(JTA) — A Norwegian tabloid published a caricature equating Jewish and Muslim supporters of nonmedical circumcision with insane pedophiles.
Dagbladet, which has a daily circulation of approximately 75,000, published the cartoon on Tuesday depicting two men, one of them bearded and the other wearing a kippah, standing next to signs that read “yes to circumcision” and “religious freedom.” A third man wearing a tattered raincoat tells them, “I know what you mean. I, too, get told by invisible men to mess around with boys’ penises.”
Rabbi Pinchas Goldschmidt, the president of the Conference of European Rabbis, called on Norwegian authorities to take action against Dagbladet for what he said was hate speech.
“This cartoon is a blatant attack on religious freedom and is deeply offensive to all religious communities,” Goldschmidt said in a statement. “This publication has a track record of disrespecting religion and as the editor has shown that he has neither restraint nor responsibility, I urge the relevant authorities to act.”

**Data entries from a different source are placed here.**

impl TransferController {
    pub fn new(
        remote: Arc<dyn RemoteService>,
        view: Arc<DirectoryView>,
        downloads: DownloadDir,
    ) -> Self {
        Self {
            inner: Arc::new(Inner {
                remote,
                view,
                store: TransferStore::new(),
                downloads,
                root: CancellationToken::new(),
            }),
        }
    }

    /// Snapshot of every task, most recent first
    pub fn tasks(&self) -> Vec<TransferTask> {
        self.inner.store.list()
    }

    pub fn task(&self, id: &str) -> Option<TransferTask> {
        self.inner.store.get(id)
    }

    pub fn subscribe(&self) -> broadcast::Receiver<StoreEvent> {
        self.inner.store.subscribe()
    }

    pub fn active_count(&self) -> usize {
        self.inner.store.active_count()
    }

    pub fn downloads(&self) -> &DownloadDir {
        &self.inner.downloads
    }

    pub fn view(&self) -> &Arc<DirectoryView> {
        &self.inner.view
    }

    /// Begin downloading a listed file. Returns the new task's id.
    pub fn start(&self, file: &FileEntry) -> Option<String> {
        if file.is_directory {
            tracing::debug!("Ignoring download request for directory {}", file.path);
            return None;
        }

        let token = self.inner.root.child_token();
        let mut entry = TaskEntry::new(TransferTask::single(file));
        let attempt = entry.begin_attempt(token.clone());
        let id = self.inner.store.insert(entry);
        tracing::info!("Downloading {} ({} bytes) as task {}", file.path, file.size, id);

        self.spawn_single(id.clone(), attempt, file.name.clone(), file.path.clone(), 0, token);
        Some(id)
    }

    /// Stop a single-file download, keeping what was received
    pub fn pause(&self, id: &str) {
        let paused = self.inner.store.update(id, |entry| {
            if entry.status() != TransferStatus::Downloading || entry.task().is_batch() {
                return None;
            }
            entry.pause();
            Some(entry.task().bytes_transferred)
        });

        if let Some(Some(offset)) = paused {
            tracing::info!("Paused task {} at {} bytes", id, offset);
        }
    }

    /// Continue a paused download from its resume offset.
    ///
    /// The file is looked up by name in the current listing. If it is not
    /// there the task stays paused and a notice is put in its detail.
    pub fn resume(&self, id: &str) {
        let Some(task) = self.inner.store.get(id) else {
            return;
        };
        if task.status != TransferStatus::Paused || task.is_batch() {
            return;
        }

        let Some(file) = self
            .inner
            .view
            .find_by_name(&task.name)
            .filter(|f| !f.is_directory)
        else {
            let err = TransferError::StalePath {
                name: task.name.clone(),
            };
            tracing::warn!(
                "Cannot resume task {}: {} (viewing {})",
                id,
                err,
                self.inner.view.current_path()
            );
            self.inner
                .store
                .update(id, |entry| entry.set_detail(Some(err.to_string())));
            return;
        };

        let token = self.inner.root.child_token();
        let begun = self
            .inner
            .store
            .update(id, |entry| {
                if entry.status() != TransferStatus::Paused {
                    return None;
                }
                entry.learn_size(file.size);
                let attempt = entry.begin_attempt(token.clone());
                Some((attempt, entry.task().bytes_transferred))
            })
            .flatten();

        let Some((attempt, offset)) = begun else {
            return;
        };
        tracing::info!("Resuming task {} ({}) from byte {}", id, file.path, offset);
        self.spawn_single(id.to_string(), attempt, task.name, file.path, offset, token);
    }

    /// Abort a task and drop it from the list
    pub fn cancel(&self, id: &str) {
        let Some(mut entry) = self.inner.store.remove(id) else {
            return;
        };
        self.release(&mut entry);
        tracing::info!("Canceled task {}", id);
    }

    /// Abort everything and empty the list
    pub fn dismiss_all(&self) {
        let mut entries = self.inner.store.clear();
        for entry in &mut entries {
            self.release(entry);
        }
        tracing::info!("Dismissed {} transfers", entries.len());
    }

    /// Cancel every in-flight request for good, e.g. on logout. Affected
    /// tasks end up `canceled`.
    pub fn shutdown(&self) {
        tracing::info!("Shutting down {} active transfers", self.active_count());
        self.inner.root.cancel();
    }

    /// Revoke a removed entry's request and clean up its partial file.
    /// An in-flight worker cleans up after itself once it sees the entry gone.
    fn release(&self, entry: &mut TaskEntry) {
        let was_active = entry.revoke_handle();
        if !was_active && entry.status() == TransferStatus::Paused {
            let partial = self
                .inner
                .downloads
                .partial_path(entry.id(), &entry.task().name);
            self.inner.downloads.discard(&partial);
        }
    }

    fn spawn_single(
        &self,
        id: String,
        attempt: u64,
        name: String,
        remote_path: String,
        offset: u64,
        token: CancellationToken,
    ) {
        let inner = self.inner.clone();
        tokio::spawn(async move {
            let partial = inner.downloads.partial_path(&id, &name);
            let result = inner
                .receive_file(&id, attempt, &remote_path, &partial, offset, &token)
                .await;
            inner.settle(&id, attempt, &name, &partial, result).await;
        });
    }
}

impl Inner {
    async fn receive_file(
        &self,
        id: &str,
        attempt: u64,
        remote_path: &str,
        partial: &Path,
        offset: u64,
        token: &CancellationToken,
    ) -> Result<(), TransferError> {
        let range_start = (offset > 0).then_some(offset);
        let download = self
            .remote
            .download_file(self.view.session(), remote_path, range_start, token)
            .await?;

        if let Some(length) = download.content_length {
            self.store
                .update(id, |entry| entry.learn_size(offset + length));
        }

        // A superseded attempt must not truncate the file its successor owns
        if !self.is_current(id, attempt) {
            return Err(RemoteError::Canceled.into());
        }
        let mut file = self.downloads.open_partial(partial, offset).await?;
        self.pump(id, attempt, download.chunks, &mut file, offset)
            .await?;
        Ok(())
    }

    fn is_current(&self, id: &str, attempt: u64) -> bool {
        self.store
            .read(id, |entry| entry.is_current(attempt))
            .unwrap_or(false)
    }

    /// Copy chunks into `sink`, recording progress after each one.
    /// Stops with `Canceled` once `attempt` is no longer current.
    pub(crate) async fn pump<W>(
        &self,
        id: &str,
        attempt: u64,
        mut chunks: ChunkStream,
        sink: &mut W,
        offset: u64,
    ) -> Result<u64, TransferError>
    where
        W: AsyncWrite + Unpin + Send,
    {
        let mut received: u64 = 0;
        while let Some(chunk) = chunks.next().await {
            let chunk = chunk?;
            sink.write_all(&chunk).await?;
            sink.flush().await?;
            received += chunk.len() as u64;

            let current = self
                .store
                .update(id, |entry| {
                    entry.record_progress(attempt, offset + received, received)
                })
                .unwrap_or(false);
            if !current {
                return Err(RemoteError::Canceled.into());
            }
        }
        Ok(received)
    }

    /// Apply the outcome of an attempt to its task. Returns true when the
    /// task completed and its file was saved.
    pub(crate) async fn settle(
        &self,
        id: &str,
        attempt: u64,
        name: &str,
        partial: &Path,
        result: Result<(), TransferError>,
    ) -> bool {
        match result {
            Ok(()) => {
                let completed = self.store.update(id, |entry| {
                    if !entry.is_current(attempt) {
                        return false;
                    }
                    entry.complete();
                    true
                });
                match completed {
                    Some(true) => {}
                    // Paused or restarted right at the end; the next attempt owns the file
                    Some(false) => return false,
                    None => {
                        self.downloads.discard(partial);
                        return false;
                    }
                }

                match self.downloads.finalize(partial, name).await {
                    Ok(path) => {
                        tracing::info!("Task {} completed: {:?}", id, path);
                        self.store.update(id, |entry| entry.set_saved_to(path));
                        true
                    }
                    Err(e) => {
                        tracing::error!("Failed to save {}: {}", name, e);
                        self.store.update(id, |entry| entry.fail(e.to_string()));
                        self.downloads.discard(partial);
                        false
                    }
                }
            }
            Err(err) if err.is_canceled() => {
                let canceled = self.store.update(id, |entry| {
                    if !entry.is_current(attempt) {
                        return false;
                    }
                    entry.mark_canceled();
                    true
                });
                match canceled {
                    // Paused: keep the partial file as the resume base
                    Some(false) => {}
                    Some(true) => {
                        tracing::info!("Task {} canceled", id);
                        self.downloads.discard(partial);
                    }
                    None => self.downloads.discard(partial),
                }
                false
            }
            Err(err) => {
                let detail = err.to_string();
                let failed = self.store.update(id, |entry| {
                    if !entry.is_current(attempt) {
                        return false;
                    }
                    entry.fail(detail.clone());
                    true
                });
                if failed != Some(false) {
                    tracing::error!("Task {} ({}) failed: {}", id, name, detail);
                    self.downloads.discard(partial);
                }
                false
            }
        }
    }
}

In 2013, Dagbladet was criticized in Norway and beyond for publishing a caricature about circumcision showing Orthodox Jews cutting limbs off a bloody baby while demanding an apology from police. The Simon Wiesenthal Center’s associate dean, Rabbi Abraham Copper, said the cartoon was “so virulently anti-Semitic it would make Hitler and Himmler weep tears of joy,” and the Norwegian Center against Racism said it reflected a “gross failure in editorial discretion.”
Many European secularists regard circumcision on minors, which is performed by Muslims and Jews, as a violation of children’s rights. A similar debate is occurring across Europe and in the continent’s north about the issue of ritual slaughter of animals, which devout Jews and Muslims require be performed on conscious animals.
Several parties in Norway, where ritual slaughter has been prohibited since 1929, support banning nonmedical circumcision of boys.
In 2014, the Norwegian government introduced legislation that regulated nonmedical circumcision of boys stipulating that the procedure must be performed under the supervision and in the presence of a licensed physician, but it may be physically carried out by other persons.